Top of Data records

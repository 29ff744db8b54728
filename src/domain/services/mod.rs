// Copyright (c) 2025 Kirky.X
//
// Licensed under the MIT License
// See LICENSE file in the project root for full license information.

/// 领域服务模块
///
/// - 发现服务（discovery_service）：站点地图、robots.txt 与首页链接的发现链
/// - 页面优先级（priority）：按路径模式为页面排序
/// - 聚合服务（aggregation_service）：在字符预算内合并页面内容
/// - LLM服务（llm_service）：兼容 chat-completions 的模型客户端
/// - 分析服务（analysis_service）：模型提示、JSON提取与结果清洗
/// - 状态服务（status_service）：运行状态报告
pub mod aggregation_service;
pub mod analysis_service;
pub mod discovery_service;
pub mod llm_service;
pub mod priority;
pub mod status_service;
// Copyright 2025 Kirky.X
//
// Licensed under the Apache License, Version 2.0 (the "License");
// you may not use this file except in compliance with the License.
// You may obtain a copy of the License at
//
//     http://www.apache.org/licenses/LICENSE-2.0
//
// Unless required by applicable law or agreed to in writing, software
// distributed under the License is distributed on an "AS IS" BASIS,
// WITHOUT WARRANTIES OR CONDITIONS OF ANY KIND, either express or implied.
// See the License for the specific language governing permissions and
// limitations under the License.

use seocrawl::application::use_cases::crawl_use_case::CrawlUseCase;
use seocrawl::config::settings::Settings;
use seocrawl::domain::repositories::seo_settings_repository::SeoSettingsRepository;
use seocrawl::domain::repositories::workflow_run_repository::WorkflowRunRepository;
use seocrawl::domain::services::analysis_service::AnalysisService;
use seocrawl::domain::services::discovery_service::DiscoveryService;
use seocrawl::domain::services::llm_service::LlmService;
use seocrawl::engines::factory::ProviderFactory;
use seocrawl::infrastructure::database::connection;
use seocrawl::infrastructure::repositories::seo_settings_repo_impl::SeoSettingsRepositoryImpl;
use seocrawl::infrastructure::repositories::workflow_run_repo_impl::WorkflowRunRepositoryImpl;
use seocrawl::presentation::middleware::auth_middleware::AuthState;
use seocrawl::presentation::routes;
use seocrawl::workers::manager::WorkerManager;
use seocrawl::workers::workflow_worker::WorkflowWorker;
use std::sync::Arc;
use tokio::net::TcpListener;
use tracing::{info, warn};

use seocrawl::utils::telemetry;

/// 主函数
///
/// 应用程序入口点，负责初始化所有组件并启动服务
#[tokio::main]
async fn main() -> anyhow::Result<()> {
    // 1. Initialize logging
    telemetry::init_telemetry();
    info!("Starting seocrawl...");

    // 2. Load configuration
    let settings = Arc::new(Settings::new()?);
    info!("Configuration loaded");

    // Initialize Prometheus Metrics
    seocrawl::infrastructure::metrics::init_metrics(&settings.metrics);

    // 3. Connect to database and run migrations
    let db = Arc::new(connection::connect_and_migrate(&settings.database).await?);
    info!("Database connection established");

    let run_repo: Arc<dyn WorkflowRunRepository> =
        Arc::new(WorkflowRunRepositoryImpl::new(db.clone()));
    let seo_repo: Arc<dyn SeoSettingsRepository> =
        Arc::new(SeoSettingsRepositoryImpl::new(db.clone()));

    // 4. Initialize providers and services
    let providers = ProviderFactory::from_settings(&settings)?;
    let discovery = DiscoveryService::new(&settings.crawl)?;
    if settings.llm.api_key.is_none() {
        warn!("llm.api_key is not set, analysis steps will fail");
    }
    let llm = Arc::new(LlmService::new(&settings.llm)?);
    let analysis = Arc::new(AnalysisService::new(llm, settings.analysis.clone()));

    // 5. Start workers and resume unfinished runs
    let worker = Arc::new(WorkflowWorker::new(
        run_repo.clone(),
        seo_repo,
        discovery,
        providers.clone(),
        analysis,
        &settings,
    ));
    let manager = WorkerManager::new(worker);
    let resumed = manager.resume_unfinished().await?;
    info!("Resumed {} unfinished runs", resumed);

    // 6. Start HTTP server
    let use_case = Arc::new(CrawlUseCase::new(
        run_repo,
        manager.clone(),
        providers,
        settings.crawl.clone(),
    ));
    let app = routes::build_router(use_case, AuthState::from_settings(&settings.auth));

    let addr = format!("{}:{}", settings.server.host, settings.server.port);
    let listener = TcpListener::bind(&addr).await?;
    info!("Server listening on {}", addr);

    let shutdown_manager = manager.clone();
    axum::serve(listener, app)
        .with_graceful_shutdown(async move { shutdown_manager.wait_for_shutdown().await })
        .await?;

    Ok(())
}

Bottom of Data records

◆ Your instructions ◆
Each entry above is to be set down again in exactly the same words.

◆ Answer ◆
repository 29ff744db8b54728
filename src/domain/services/mod.rs
// Copyright (c) 2025 Kirky.X
//
// Licensed under the MIT License
// See LICENSE file in the project root for full license information.

/// 领域服务模块
///
/// - 发现服务（discovery_service）：站点地图、robots.txt 与首页链接的发现链
/// - 页面优先级（priority）：按路径模式为页面排序
/// - 聚合服务（aggregation_service）：在字符预算内合并页面内容
/// - LLM服务（llm_service）：兼容 chat-completions 的模型客户端
/// - 分析服务（analysis_service）：模型提示、JSON提取与结果清洗
/// - 状态服务（status_service）：运行状态报告
pub mod aggregation_service;
pub mod analysis_service;
pub mod discovery_service;
pub mod llm_service;
pub mod priority;
pub mod status_service;
// Copyright 2025 Kirky.X
//
// Licensed under the Apache License, Version 2.0 (the "License");
// you may not use this file except in compliance with the License.
// You may obtain a copy of the License at
//
//     http://www.apache.org/licenses/LICENSE-2.0
//
// Unless required by applicable law or agreed to in writing, software
// distributed under the License is distributed on an "AS IS" BASIS,
// WITHOUT WARRANTIES OR CONDITIONS OF ANY KIND, either express or implied.
// See the License for the specific language governing permissions and
// limitations under the License.

use seocrawl::application::use_cases::crawl_use_case::CrawlUseCase;
use seocrawl::config::settings::Settings;
use seocrawl::domain::repositories::seo_settings_repository::SeoSettingsRepository;
use seocrawl::domain::repositories::workflow_run_repository::WorkflowRunRepository;
use seocrawl::domain::services::analysis_service::AnalysisService;
use seocrawl::domain::services::discovery_service::DiscoveryService;
use seocrawl::domain::services::llm_service::LlmService;
use seocrawl::engines::factory::ProviderFactory;
use seocrawl::infrastructure::database::connection;
use seocrawl::infrastructure::repositories::seo_settings_repo_impl::SeoSettingsRepositoryImpl;
use seocrawl::infrastructure::repositories::workflow_run_repo_impl::WorkflowRunRepositoryImpl;
use seocrawl::presentation::middleware::auth_middleware::AuthState;
use seocrawl::presentation::routes;
use seocrawl::workers::manager::WorkerManager;
use seocrawl::workers::workflow_worker::WorkflowWorker;
use std::sync::Arc;
use tokio::net::TcpListener;
use tracing::{info, warn};

use seocrawl::utils::telemetry;

/// 主函数
///
/// 应用程序入口点，负责初始化所有组件并启动服务
#[tokio::main]
async fn main() -> anyhow::Result<()> {
    // 1. Initialize logging
    telemetry::init_telemetry();
    info!("Starting seocrawl...");

    // 2. Load configuration
    let settings = Arc::new(Settings::new()?);
    info!("Configuration loaded");

    // Initialize Prometheus Metrics
    seocrawl::infrastructure::metrics::init_metrics(&settings.metrics);

    // 3. Connect to database and run migrations
    let db = Arc::new(connection::connect_and_migrate(&settings.database).await?);
    info!("Database connection established");

    let run_repo: Arc<dyn WorkflowRunRepository> =
        Arc::new(WorkflowRunRepositoryImpl::new(db.clone()));
    let seo_repo: Arc<dyn SeoSettingsRepository> =
        Arc::new(SeoSettingsRepositoryImpl::new(db.clone()));

    // 4. Initialize providers and services
    let providers = ProviderFactory::from_settings(&settings)?;
    let discovery = DiscoveryService::new(&settings.crawl)?;
    if settings.llm.api_key.is_none() {
        warn!("llm.api_key is not set, analysis steps will fail");
    }
    let llm = Arc::new(LlmService::new(&settings.llm)?);
    let analysis = Arc::new(AnalysisService::new(llm, settings.analysis.clone()));

    // 5. Start workers and resume unfinished runs
    let worker = Arc::new(WorkflowWorker::new(
        run_repo.clone(),
        seo_repo,
        discovery,
        providers.clone(),
        analysis,
        &settings,
    ));
    let manager = WorkerManager::new(worker);
    let resumed = manager.resume_unfinished().await?;
    info!("Resumed {} unfinished runs", resumed);

    // 6. Start HTTP server
    let use_case = Arc::new(CrawlUseCase::new(
        run_repo,
        manager.clone(),
        providers,
        settings.crawl.clone(),
    ));
    let app = routes::build_router(use_case, AuthState::from_settings(&settings.auth));

    let addr = format!("{}:{}", settings.server.host, settings.server.port);
    let listener = TcpListener::bind(&addr).await?;
    info!("Server listening on {}", addr);

    let shutdown_manager = manager.clone();
    axum::serve(listener, app)
        .with_graceful_shutdown(async move { shutdown_manager.wait_for_shutdown().await })
        .await?;

    Ok(())
}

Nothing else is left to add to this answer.